The paper tackles the challenge of efficiently deploying multi-task Vision Transformers (ViTs) with mixture-of-experts (MoE) on FPGA, introducing Edge-MoE as the first end-to-end FPGA accelerator with architectural innovations that achieve 2.24x and 4.90x better energy efficiency compared to GPU and CPU.

Computer vision researchers are embracing two promising paradigms: Vision Transformers (ViTs) and Multi-task Learning (MTL), which both show great performance but are computation-intensive, given the quadratic complexity of self-attention in ViT and the need to activate an entire large MTL model for one task.

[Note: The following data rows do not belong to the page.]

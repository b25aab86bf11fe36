use async_trait::async_trait;
use reqwest::Client;
use serde::{Deserialize, Serialize};
use tracing::{debug, info};

use super::{FileServiceError, FileStore};

const API_KEY_HEADER: &str = "x-uploadthing-api-key";

#[derive(Debug, Serialize)]
#[serde(rename_all = "camelCase")]
struct DeleteFilesRequest<'a> {
    file_keys: &'a [String],
}

#[derive(Debug, Deserialize)]
struct ApiError {
    error: String,
}

/// Client for the UploadThing REST API. No retries: failures go straight back
/// to the caller.
#[derive(Clone)]
pub struct UploadThingClient {
    client: Client,
    api_url: String,
    api_key: String,
}

impl UploadThingClient {
    pub fn new(api_url: String, api_key: String) -> Result<Self, FileServiceError> {
        let client = Client::builder()
            .timeout(std::time::Duration::from_secs(30))
            .build()?;
        Ok(Self {
            client,
            api_url: api_url.trim_end_matches('/').to_string(),
            api_key,
        })
    }
}

#[async_trait]
impl FileStore for UploadThingClient {
    async fn delete_files(&self, keys: &[String]) -> Result<(), FileServiceError> {
        if keys.is_empty() {
            return Ok(());
        }

        let response = self
            .client
            .post(format!("{}/v6/deleteFiles", self.api_url))
            .header(API_KEY_HEADER, &self.api_key)
            .json(&DeleteFilesRequest { file_keys: keys })
            .send()
            .await?;

        let status = response.status();
        if !status.is_success() {
            let body = response.text().await.unwrap_or_default();
            let message = serde_json::from_str::<ApiError>(&body)
                .map(|e| e.error)
                .unwrap_or(body);
            return Err(FileServiceError::Api {
                status: status.as_u16(),
                message,
            });
        }

        debug!("UploadThing accepted deletion of {:?}", keys);
        info!("Deleted {} hosted file(s)", keys.len());
        Ok(())
    }
}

M$^3$ViT is the latest multi-task ViT model that introduces mixture-of-experts (MoE), where only a small portion of subnetworks ("experts") are sparsely and dynamically activated based on the current task. M$^3$ViT achieves better accuracy and over 80% computation reduction but leaves challenges for efficient deployment on FPGA. Our work, dubbed Edge-MoE, solves the challenges to introduce the first end-to-end FPGA accelerator for multi-task ViT with a collection of architectural innovations, including (1) a novel reordering mechanism for self-attention, which requires only constant bandwidth regardless of the target parallelism; (2) a fast single-pass softmax approximation; (3) an accurate and low-cost GELU approximation; (4) a unified and flexible computing unit that is shared by almost all computational layers to maximally reduce resource usage; and (5) uniquely for M$^3$ViT, a novel patch reordering method to eliminate memory access overhead. Edge-MoE achieves 2.24x and 4.90x better energy efficiency comparing with GPU and CPU, respectively. A real-time video demonstration is available online, along with our open-source code written using High-Level Synthesis.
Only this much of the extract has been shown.